How do I make this work? (And equivalently, pd.qcut(s, [0, 0.5, 1], duplicates='drop') also doesn't work.)

The desired output is to have the 5.0 assigned to a single bin and the NaN are preserved:

0     (4.999, 5.000]
1                NaN
2                NaN
Zhang18
  • 4,800
  • 10
  • 50
  • 67
  • What's your desired output for pd.qcut(s, 2)? You only have 1 unique value and why do you want to create more than 1 bins? – Allen Qin May 18 '17 at 18:44
  • 1
    I'm extracting a very specific case to address. In reality I have thousands of Series, all of which I need to cut. But qcut() runs into problem with an outlier row like this. I modified the question with the desired output. – Zhang18 May 19 '17 at 14:43
  • surround the `qcut` with a `try-except` block to catch the faulty Series (Be specific enough to only get the ones too short) and deal with the ones too short sem-manually – Maarten Fabré May 19 '17 at 14:52
  • did you manage to resolve this? I am getting the same error and can't find a solution – jeangelj Feb 15 '18 at 21:34
  • No, no solution is known to the original problem as of 2/21/2018 – Zhang18 Feb 21 '18 at 20:57

3 Answers3

7

Ok, this is a workaround which might work for you.

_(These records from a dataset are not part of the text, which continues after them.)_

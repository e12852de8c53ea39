//! Shared scaffolding for allocator tests.
//!
//! Tests run against fixed regions instead of the program break, so that
//! parallel test threads never contend for the real break.

use core::alloc::Layout;
use core::ptr::NonNull;

use crate::mem::brk::FixedHeap;

use super::heap::SegregatedAllocator;

/// Aligned scratch region owned by a test.
pub(crate) struct TestArena {
    ptr: NonNull<u8>,
    layout: Layout,
}

impl TestArena {
    pub(crate) fn new(size: usize) -> Self {
        let layout = Layout::from_size_align(size, 16).expect("bad test arena layout");
        let ptr = unsafe { std::alloc::alloc(layout) };

        Self {
            ptr: NonNull::new(ptr).expect("test arena allocation failed"),
            layout,
        }
    }

    pub(crate) fn heap(&mut self) -> FixedHeap {
        unsafe { FixedHeap::new(self.ptr, self.layout.size()) }
    }

    pub(crate) fn allocator(&mut self) -> SegregatedAllocator<FixedHeap> {
        SegregatedAllocator::init(self.heap()).expect("test arena too small")
    }
}

impl Drop for TestArena {
    fn drop(&mut self) {
        unsafe { std::alloc::dealloc(self.ptr.as_ptr(), self.layout) };
    }
}
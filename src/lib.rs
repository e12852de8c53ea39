//! Segregated-fit dynamic memory allocator.
//!
//! `smalloc` manages a contiguous, grow-only heap arena as a sequence of
//! boundary-tagged blocks, indexed by nine segregated free lists. The arena
//! is obtained from a [`HeapSource`], either the program break
//! ([`SbrkHeap`]) or a caller-provided region ([`FixedHeap`]).
//!
//! The allocator can serve as the process global allocator through
//! [`SyncHeapAllocator`] once [`init_process_heap`] has run, or as a
//! standalone instance through [`LockedSegregatedAllocator`].

#![cfg_attr(not(test), no_std)]

pub mod err;
pub mod log;
pub mod mem;

pub use crate::mem::brk::{FixedHeap, HeapSource, SbrkHeap};
pub use crate::mem::smalloc::check::HeapCheckError;
pub use crate::mem::smalloc::heap::{LockedSegregatedAllocator, SegregatedAllocator};
pub use crate::mem::smalloc::{init_process_heap, SyncHeapAllocator};
pub use crate::mem::HeapAddr;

pd.qcut(s,len(s.dropna()),duplicates='drop')
Out[655]: 
0    (4.999, 5.0]
1             NaN
2             NaN
dtype: category
Categories (1, interval[float64]): [(4.999, 5.0]]
Allen Qin
  • 19,507
  • 8
  • 51
  • 67
0

You can try filling your object/number cols with the appropriate filling ('null' for string and 0 for numeric)

#fill numeric cols with 0
numeric_columns = df.select_dtypes(include=['number']).columns
df[numeric_columns] = df[numeric_columns].fillna(0)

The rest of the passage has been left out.